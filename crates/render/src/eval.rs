//! Running a single, ad-hoc function over a directory.

use std::path::Path;

use kpipe_core::{Error, Op, ResultList};
use kpipe_fnruntime::{Function, FunctionRunner, Reporter};
use tokio_util::sync::CancellationToken;

use crate::hydrate::PackageOutput;
use crate::pkg::read_tree;
use crate::render::Renderer;

const EVAL: Op = Op("fn.eval");

impl Renderer<'_> {
    /// Run `f` once over every resource under `dir`, nested packages
    /// included. No package context is generated.
    pub async fn eval(
        &self,
        dir: &Path,
        f: &Function,
        reporter: &mut dyn Reporter,
        cancel: &CancellationToken,
    ) -> PackageOutput {
        let mut results = ResultList::new();
        let wrap = |e: Error| Error::builder().op(EVAL).path(dir).wrap(e).build();

        let tree = match read_tree(dir) {
            Ok(t) => t,
            Err(e) => {
                let err = Error::builder().op(EVAL).path(dir).msg(format!("{:#}", e)).build();
                return PackageOutput { results, resources: Err(err), files: Default::default() };
            }
        };
        let runner = match f.validate().and_then(|_| {
            FunctionRunner::from_declaration(f, dir, self.factory(), self.truncation())
        }) {
            Ok(r) => r,
            Err(e) => return PackageOutput { results, resources: Err(wrap(e)), files: tree.files },
        };
        let resources = runner.run(&tree.resources, reporter, &mut results, cancel).await.map_err(wrap);
        PackageOutput { results, resources, files: tree.files }
    }
}
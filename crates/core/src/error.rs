//! Structured errors.
//!
//! An [`Error`] is one frame of a cause chain. Each frame may name the
//! operation being performed, the package, the function and an error class.
//! When a frame wraps another structured frame, fields equal on both are
//! cleared on the wrapped one so rendering never repeats them.

use std::fmt;
use std::path::{Path, PathBuf};

use thiserror::Error as ThisError;

use crate::results::FnResult;

pub type BoxError = Box<dyn std::error::Error + Send + Sync + 'static>;

/// Operation being performed, e.g. `fn.render`.
#[derive(Debug, Clone, Copy, PartialEq, Eq, Hash)]
pub struct Op(pub &'static str);

impl fmt::Display for Op {
    fn fmt(&self, f: &mut fmt::Formatter<'_>) -> fmt::Result { f.write_str(self.0) }
}

/// Function identity: image reference or exec path.
#[derive(Debug, Clone, PartialEq, Eq, Hash)]
pub struct FnId(pub String);

impl FnId {
    pub fn new(s: impl Into<String>) -> Self { Self(s.into()) }
    pub fn as_str(&self) -> &str { &self.0 }
}

impl fmt::Display for FnId {
    fn fmt(&self, f: &mut fmt::Formatter<'_>) -> fmt::Result { f.write_str(&self.0) }
}

/// Package directory involved in an operation.
#[derive(Debug, Clone, PartialEq, Eq, Hash)]
pub struct PkgPath(pub PathBuf);

impl PkgPath {
    pub fn new(p: impl AsRef<Path>) -> Self { Self(p.as_ref().to_path_buf()) }
    pub fn as_path(&self) -> &Path { &self.0 }

    /// Path relative to the working directory when it lives beneath it.
    pub fn relative(&self) -> String {
        let rel = std::env::current_dir()
            .ok()
            .and_then(|cwd| self.0.strip_prefix(&cwd).ok().map(Path::to_path_buf))
            .unwrap_or_else(|| self.0.clone());
        let s = rel.display().to_string();
        if s.is_empty() { ".".to_string() } else { s }
    }
}

#[derive(Debug, Clone, Copy, Default, PartialEq, Eq, Hash)]
pub enum Class {
    /// Not printed.
    #[default]
    Unclassified,
    AlreadyExists,
    Internal,
    InvalidParam,
    MissingParam,
    Git,
}

impl fmt::Display for Class {
    fn fmt(&self, f: &mut fmt::Formatter<'_>) -> fmt::Result {
        f.write_str(match self {
            Class::Unclassified => "other error",
            Class::AlreadyExists => "item already exist",
            Class::Internal => "internal error",
            Class::InvalidParam => "invalid parameter value",
            Class::MissingParam => "missing parameter value",
            Class::Git => "git error",
        })
    }
}

/// A function process terminated abnormally or returned non-zero.
#[derive(Debug, Clone, ThisError)]
#[error("function exited with code {exit_code}")]
pub struct ExecError {
    pub exit_code: i32,
    pub stderr: String,
    /// Ledger entry of the failed invocation, attached by the runner.
    pub fn_result: Option<Box<FnResult>>,
}

impl ExecError {
    pub fn new(exit_code: i32, stderr: impl Into<String>) -> Self {
        Self { exit_code, stderr: stderr.into(), fn_result: None }
    }
}

/// The result document emitted by a function could not be decoded. When the
/// same invocation also failed to execute, that failure rides along.
#[derive(Debug)]
pub struct ResultParseError {
    pub source: BoxError,
    pub exec: Option<ExecError>,
}

impl fmt::Display for ResultParseError {
    fn fmt(&self, f: &mut fmt::Formatter<'_>) -> fmt::Result {
        write!(f, "failed to parse function results: {}", self.source)?;
        if let Some(exec) = &self.exec {
            write!(f, " (execution also failed: {})", exec)?;
        }
        Ok(())
    }
}

impl std::error::Error for ResultParseError {
    fn source(&self) -> Option<&(dyn std::error::Error + 'static)> {
        Some(self.source.as_ref())
    }
}

#[derive(Debug)]
pub enum Cause {
    Structured(Box<Error>),
    Exec(ExecError),
    ResultParse(ResultParseError),
    /// Failure already printed to the user; outer layers stay silent. Carries
    /// the execution failure that was printed, when there was one.
    AlreadyReported(Option<ExecError>),
    Other(BoxError),
}

impl fmt::Display for Cause {
    fn fmt(&self, f: &mut fmt::Formatter<'_>) -> fmt::Result {
        match self {
            Cause::Structured(e) => e.fmt(f),
            Cause::Exec(e) => e.fmt(f),
            Cause::ResultParse(e) => e.fmt(f),
            Cause::AlreadyReported(_) => f.write_str("already reported"),
            Cause::Other(e) => e.fmt(f),
        }
    }
}

#[derive(Debug, Default)]
pub struct Error {
    op: Option<Op>,
    path: Option<PkgPath>,
    func: Option<FnId>,
    class: Class,
    cause: Option<Cause>,
}

impl Error {
    pub fn builder() -> ErrorBuilder { ErrorBuilder::default() }

    /// Sentinel for a failure that has already been shown to the user.
    pub fn already_reported(exec: Option<ExecError>) -> Self {
        Self { cause: Some(Cause::AlreadyReported(exec)), ..Default::default() }
    }

    pub fn op(&self) -> Option<Op> { self.op }
    pub fn path(&self) -> Option<&PkgPath> { self.path.as_ref() }
    pub fn func(&self) -> Option<&FnId> { self.func.as_ref() }
    pub fn class(&self) -> Class { self.class }
    pub fn cause(&self) -> Option<&Cause> { self.cause.as_ref() }

    /// No fragment and no cause. Renders as "no error"; still an error value.
    pub fn is_zero(&self) -> bool {
        self.op.is_none() && self.path.is_none() && self.func.is_none() && self.class == Class::Unclassified && self.cause.is_none()
    }

    pub fn is_already_reported(&self) -> bool {
        match &self.cause {
            Some(Cause::AlreadyReported(_)) => true,
            Some(Cause::Structured(inner)) => inner.is_already_reported(),
            _ => false,
        }
    }

    /// First execution failure in the chain, including one carried by a
    /// result-parse failure.
    pub fn exec_error(&self) -> Option<&ExecError> {
        match &self.cause {
            Some(Cause::Exec(e)) => Some(e),
            Some(Cause::ResultParse(e)) => e.exec.as_ref(),
            Some(Cause::AlreadyReported(e)) => e.as_ref(),
            Some(Cause::Structured(inner)) => inner.exec_error(),
            _ => None,
        }
    }

    fn clear_overlap(&mut self) {
        let Some(Cause::Structured(inner)) = self.cause.as_mut() else { return };
        if self.path == inner.path {
            inner.path = None;
        }
        if self.op == inner.op {
            inner.op = None;
        }
        if self.func == inner.func {
            inner.func = None;
        }
        if self.class == inner.class {
            inner.class = Class::Unclassified;
        }
    }
}

fn pad(b: &mut String, sep: &str) {
    if !b.is_empty() {
        b.push_str(sep);
    }
}

impl fmt::Display for Error {
    fn fmt(&self, f: &mut fmt::Formatter<'_>) -> fmt::Result {
        let mut b = String::new();
        if let Some(op) = self.op {
            pad(&mut b, ": ");
            b.push_str(op.0);
        }
        if let Some(path) = &self.path {
            pad(&mut b, ": ");
            b.push_str("pkg ");
            b.push_str(&path.relative());
        }
        if let Some(func) = &self.func {
            pad(&mut b, ": ");
            b.push_str("fn ");
            b.push_str(func.as_str());
        }
        if self.class != Class::Unclassified {
            pad(&mut b, ": ");
            b.push_str(&self.class.to_string());
        }
        match &self.cause {
            Some(Cause::Structured(inner)) => {
                if !inner.is_zero() {
                    pad(&mut b, ":\n\t");
                    b.push_str(&inner.to_string());
                }
            }
            Some(other) => {
                pad(&mut b, ": ");
                b.push_str(&other.to_string());
            }
            None => {}
        }
        if b.is_empty() {
            return f.write_str("no error");
        }
        f.write_str(&b)
    }
}

impl std::error::Error for Error {
    fn source(&self) -> Option<&(dyn std::error::Error + 'static)> {
        match self.cause.as_ref()? {
            Cause::Structured(e) => Some(e.as_ref()),
            Cause::Exec(e) => Some(e),
            Cause::ResultParse(e) => Some(e),
            Cause::AlreadyReported(_) => None,
            Cause::Other(e) => Some(e.as_ref()),
        }
    }
}

/// Builds one error frame. Overlapping fields are cleared from a wrapped
/// structured frame in [`ErrorBuilder::build`].
#[derive(Debug, Default)]
pub struct ErrorBuilder {
    inner: Error,
}

impl ErrorBuilder {
    pub fn op(mut self, op: Op) -> Self {
        self.inner.op = Some(op);
        self
    }

    pub fn path(mut self, path: impl AsRef<Path>) -> Self {
        self.inner.path = Some(PkgPath::new(path));
        self
    }

    pub fn func(mut self, func: FnId) -> Self {
        self.inner.func = Some(func);
        self
    }

    pub fn class(mut self, class: Class) -> Self {
        self.inner.class = class;
        self
    }

    pub fn wrap(mut self, err: Error) -> Self {
        self.inner.cause = Some(Cause::Structured(Box::new(err)));
        self
    }

    pub fn exec(mut self, err: ExecError) -> Self {
        self.inner.cause = Some(Cause::Exec(err));
        self
    }

    pub fn result_parse(mut self, err: ResultParseError) -> Self {
        self.inner.cause = Some(Cause::ResultParse(err));
        self
    }

    /// Wrap a plain (non-structured) error.
    pub fn source(mut self, err: impl Into<BoxError>) -> Self {
        self.inner.cause = Some(Cause::Other(err.into()));
        self
    }

    /// Wrap a plain message.
    pub fn msg(self, msg: impl Into<String>) -> Self {
        let msg: String = msg.into();
        self.source(msg)
    }

    pub fn build(mut self) -> Error {
        self.inner.clear_overlap();
        self.inner
    }
}
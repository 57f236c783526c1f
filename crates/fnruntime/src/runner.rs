//! Runs one function and records its outcome in the package ledger.

use std::path::Path;
use std::time::Instant;

use kpipe_core::{
    reconcile_provenance, Class, Error, ExecError, FnId, FnResult, Op, Resource, ResultItem, ResultList, ResultParseError,
};
use metrics::{counter, histogram};
use tokio_util::sync::CancellationToken;
use tracing::{debug, info, warn};

use crate::config::resolve_fn_config;
use crate::container::ContainerFn;
use crate::exec::ExecFn;
use crate::executor::{ExecFailure, ExecPolicy, FailureReason, FnExecutor};
use crate::format::{format_lines, Truncation};
use crate::function::Function;
use crate::reporter::Reporter;
use crate::wire::parse_results;

const RUN: Op = Op("fn.run");
const NEW_RUNNER: Op = Op("fn.newRunner");

/// Chooses the executor for a declared function.
pub trait ExecutorFactory: Send + Sync {
    fn executor(&self, f: &Function) -> Result<Box<dyn FnExecutor>, Error>;
}

/// Container images through a docker-compatible CLI; local executables
/// only when `allow_exec` is set.
#[derive(Debug, Clone)]
pub struct DefaultExecutors {
    pub policy: ExecPolicy,
    pub runtime: String,
    pub allow_exec: bool,
}

impl ExecutorFactory for DefaultExecutors {
    fn executor(&self, f: &Function) -> Result<Box<dyn FnExecutor>, Error> {
        if let Some(image) = f.image_ref() {
            return Ok(Box::new(ContainerFn::new(image, self.policy.clone(), self.runtime.clone())));
        }
        match f.exec_path() {
            Some(path) if self.allow_exec => Ok(Box::new(ExecFn::new(path, self.policy.clone()))),
            Some(_) => Err(Error::builder()
                .op(NEW_RUNNER)
                .func(f.id())
                .class(Class::InvalidParam)
                .msg("exec functions are disabled; rerun with --allow-exec")
                .build()),
            None => Err(Error::builder()
                .op(NEW_RUNNER)
                .class(Class::InvalidParam)
                .msg("function must specify an image or an exec path")
                .build()),
        }
    }
}

/// Wraps one executor invocation with progress output, result parsing and
/// ledger accounting.
pub struct FunctionRunner {
    id: FnId,
    template: FnResult,
    executor: Box<dyn FnExecutor>,
    config: Option<Resource>,
    truncation: Truncation,
    quiet: bool,
}

impl FunctionRunner {
    pub fn new(
        f: &Function,
        executor: Box<dyn FnExecutor>,
        config: Option<Resource>,
        truncation: Truncation,
    ) -> Self {
        let template = FnResult {
            image: f.image_ref().unwrap_or_default().to_string(),
            exec_path: f.exec_path().unwrap_or_default().to_string(),
            ..Default::default()
        };
        Self { id: f.id(), template, executor, config, truncation, quiet: false }
    }

    /// Resolve the function's configuration against `pkg_root` and pick its
    /// executor. Fails before anything is launched.
    pub fn from_declaration(
        f: &Function,
        pkg_root: &Path,
        factory: &dyn ExecutorFactory,
        truncation: Truncation,
    ) -> Result<Self, Error> {
        let config = resolve_fn_config(f, pkg_root)?;
        let executor = factory.executor(f)?;
        Ok(Self::new(f, executor, config, truncation))
    }

    /// Suppress progress output; the ledger is still updated.
    pub fn quiet(mut self, quiet: bool) -> Self {
        self.quiet = quiet;
        self
    }

    pub fn id(&self) -> &FnId { &self.id }

    /// Run the function over `input`. Exactly one entry is appended to
    /// `results`, whatever the outcome.
    ///
    /// An execution failure is printed here and comes back as an
    /// already-reported error carrying the exit code and stderr.
    pub async fn run(
        &self,
        input: &[Resource],
        reporter: &mut dyn Reporter,
        results: &mut ResultList,
        cancel: &CancellationToken,
    ) -> Result<Vec<Resource>, Error> {
        if !self.quiet {
            reporter.running(self.id.as_str());
        }
        counter!("fn_runs_total", 1);
        let started = Instant::now();
        let outcome = self.executor.execute(input, self.config.as_ref(), cancel).await;
        histogram!("fn_exec_ms", started.elapsed().as_secs_f64() * 1000.0);

        let (output, raw_results, failure) = match outcome {
            Ok(out) => (Some(out.resources), out.results, None),
            Err(ExecFailure { reason, results }) => (None, results, Some(reason)),
        };

        let mut entry = self.template.clone();
        let parse_err = match parse_results(raw_results.as_ref()) {
            Ok(items) => {
                entry.results = items;
                None
            }
            Err(e) => Some(e),
        };

        match (failure, parse_err) {
            (None, None) => {
                entry.exit_code = 0;
                if !self.quiet {
                    reporter.pass(self.id.as_str());
                    self.print_results(reporter, &entry.results);
                }
                info!(fn_id = %self.id, results = entry.results.len(), "function passed");
                results.push(entry);
                let mut output = output.unwrap_or_default();
                reconcile_provenance(input, &mut output);
                Ok(output)
            }
            (Some(FailureReason::Exit(mut exec)), parse_err) => {
                counter!("fn_failures_total", 1);
                entry.exit_code = exec.exit_code;
                entry.stderr = exec.stderr.clone();
                exec.fn_result = Some(Box::new(entry.clone()));
                warn!(fn_id = %self.id, exit_code = exec.exit_code, "function failed");
                if !self.quiet {
                    reporter.fail(self.id.as_str());
                    self.print_results(reporter, &entry.results);
                    self.print_exec_error(reporter, &exec);
                }
                results.push(entry);
                match parse_err {
                    Some(e) => Err(self.fail_with(|b| {
                        b.result_parse(ResultParseError { source: Box::new(e), exec: Some(exec) })
                    })),
                    None => Err(Error::already_reported(Some(exec))),
                }
            }
            (Some(reason), _) => {
                counter!("fn_failures_total", 1);
                entry.exit_code = 1;
                debug!(fn_id = %self.id, error = %reason, "function did not complete");
                if !self.quiet {
                    reporter.fail(self.id.as_str());
                    self.print_results(reporter, &entry.results);
                }
                results.push(entry);
                let class = match reason {
                    FailureReason::Cancelled => Class::Unclassified,
                    _ => Class::Internal,
                };
                Err(self.fail_with(|b| b.class(class).source(reason)))
            }
            (None, Some(e)) => {
                counter!("fn_failures_total", 1);
                entry.exit_code = 1;
                warn!(fn_id = %self.id, error = %e, "function emitted unreadable results");
                if !self.quiet {
                    reporter.fail(self.id.as_str());
                }
                results.push(entry);
                Err(self.fail_with(|b| b.result_parse(ResultParseError { source: Box::new(e), exec: None })))
            }
        }
    }

    fn fail_with(&self, f: impl FnOnce(kpipe_core::ErrorBuilder) -> kpipe_core::ErrorBuilder) -> Error {
        f(Error::builder().op(RUN).func(self.id.clone())).build()
    }

    fn print_results(&self, reporter: &mut dyn Reporter, items: &[ResultItem]) {
        if items.is_empty() {
            return;
        }
        reporter.write_out("  Results:\n");
        let lines: Vec<String> = items.iter().map(ToString::to_string).collect();
        reporter.write_out(&format_lines(&lines, false, self.truncation));
    }

    fn print_exec_error(&self, reporter: &mut dyn Reporter, exec: &ExecError) {
        let stderr = exec.stderr.trim_end_matches('\n');
        if !stderr.is_empty() {
            reporter.write_err("  Stderr:\n");
            let lines: Vec<&str> = stderr.split('\n').collect();
            reporter.write_err(&format_lines(&lines, true, self.truncation));
        }
        reporter.write_err(&format!("  Exit code: {}\n\n", exec.exit_code));
    }
}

* [INSTRUCTIONS FOR THE TASK]:
Tally the lines of the data that contain the string "execute" and report the total alone.

* [ANSWER TO THE EXERCISE]:
2